- **Stored data entries**:
....

//! Stored insight entity model

use sea_orm::ActiveModelBehavior;
use sea_orm::entity::prelude::*;
use sea_orm::prelude::DateTimeWithTimeZone;
use uuid::Uuid;

#[derive(Clone, Debug, PartialEq, Eq, DeriveEntityModel)]
#[sea_orm(table_name = "metric_insights")]
pub struct Model {
    #[sea_orm(primary_key, auto_increment = false)]
    pub id: Uuid,

    pub user_id: Uuid,

    /// improvement | warning | alert | recommendation
    pub insight_type: String,

    pub title: String,

    pub message: String,

    pub created_at: DateTimeWithTimeZone,
}

#[derive(Copy, Clone, Debug, EnumIter, DeriveRelation)]
pub enum Relation {}

impl ActiveModelBehavior for ActiveModel {}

....

- **WHAT IS REQUIRED**: The line with "use uuid::Uuid;" through the last line of the entries above: output exactly those lines and nothing else.

- **YOUR SOLUTION**:
use uuid::Uuid;

#[derive(Clone, Debug, PartialEq, Eq, DeriveEntityModel)]
#[sea_orm(table_name = "metric_insights")]
pub struct Model {
    #[sea_orm(primary_key, auto_increment = false)]
    pub id: Uuid,

    pub user_id: Uuid,

    /// improvement | warning | alert | recommendation
    pub insight_type: String,

    pub title: String,

    pub message: String,

    pub created_at: DateTimeWithTimeZone,
}

#[derive(Copy, Clone, Debug, EnumIter, DeriveRelation)]
pub enum Relation {}

impl ActiveModelBehavior for ActiveModel {}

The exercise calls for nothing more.